Their situation is grimmer than that of Kurds elsewhere in the region, Fazil said, citing Kurds in Turkey’s parliament since 2015, de facto autonomy in northeastern Syria and the Kurdish regional government in northern Iraq.

Aso Saleh, a board member of Iran’s Kurdish party KDPI, which was targeted by Tehran last month, said the party “never used Iraqi soil or territory to launch an attack on Iranian forces.”

Sweden-based Saleh said the movement is “predominantly based in Iranian Kurdistan,” where its activities must remain “covert.”

Only “the leadership and the bureaucratic apparatus” are present in Iraq.

“This movement is trying to bring democracy and federalism to Iran,” he told AFP of the party, founded in Iran in 1945.

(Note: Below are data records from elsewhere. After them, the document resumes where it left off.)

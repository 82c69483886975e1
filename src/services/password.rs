// SPDX-License-Identifier: MIT
// Copyright 2026 Roland Dreier <roland@rolandd.dev>

//! Password hashing (bcrypt).
//!
//! bcrypt is deliberately slow, so both directions run on the blocking
//! thread pool instead of the async workers.

use crate::error::{AppError, Result};

/// Minimum accepted password length.
pub const MIN_PASSWORD_LENGTH: usize = 6;

/// Valid bcrypt hash of a random string. Checked against when the user does
/// not exist, so unknown usernames cost the same as wrong passwords.
const DUMMY_HASH: &str = "$2b$10$N9qo8uLOickgx2ZMRZoMyeIjZAgcfl7p92ldGxad68LJZdL17lhWy";

/// Hash `password` with a fresh salt at the given cost.
pub async fn hash_password(password: String, cost: u32) -> Result<String> {
    tokio::task::spawn_blocking(move || bcrypt::hash(password, cost))
        .await
        .map_err(|e| AppError::Internal(anyhow::anyhow!("Hashing task failed: {}", e)))?
        .map_err(|e| AppError::Internal(anyhow::anyhow!("Password hashing failed: {}", e)))
}

/// Check `password` against `hash`.
///
/// A missing hash always fails, after doing the same amount of work as a
/// real comparison.
pub async fn verify_password(password: String, hash: Option<String>) -> Result<bool> {
    let known = hash.is_some();
    let hash = hash.unwrap_or_else(|| DUMMY_HASH.to_string());

    let matched = tokio::task::spawn_blocking(move || bcrypt::verify(password, &hash))
        .await
        .map_err(|e| AppError::Internal(anyhow::anyhow!("Verification task failed: {}", e)))?
        .unwrap_or_else(|e| {
            tracing::warn!(error = %e, "Stored password hash is malformed");
            false
        });

    Ok(known && matched)
}

#[cfg(test)]
mod tests {
    use super::*;

    #[tokio::test]
    async fn test_hash_and_verify() {
        let hash = hash_password("hunter22".to_string(), 4)
            .await
            .unwrap();

        assert_ne!(hash, "hunter22");
        assert!(verify_password("hunter22".to_string(), Some(hash.clone()))
            .await
            .unwrap());
        assert!(!verify_password("hunter23".to_string(), Some(hash))
            .await
            .unwrap());
    }

    #[tokio::test]
    async fn test_salt_differs_per_hash() {
        let a = hash_password("same-password".to_string(), 4).await.unwrap();
        let b = hash_password("same-password".to_string(), 4).await.unwrap();
        assert_ne!(a, b);
    }

    #[tokio::test]
    async fn test_missing_hash_never_matches() {
        assert!(!verify_password("anything".to_string(), None).await.unwrap());
    }
}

Edris Abdi of the Iraq-based Iranian Kurdish nationalist group Komala told AFP: “We are not involved in military activities.”

Hardi Mahdi Mika, a political scientist at Iraq’s Sulaimaniyah University, points to the marginalization of the Kurdish minority.

“In terms of economic growth and unemployment, the Kurdish regions are the poorest” in Iran, he said. “The government is neglecting these regions.”

Kurdish workers cross the border every day in search of casual jobs in Iraq that pay better than back home in sanctions-hit Iran.

Even in the Iranian provinces, where they are in the majority, “the Kurds have no say in local government,” Mika said.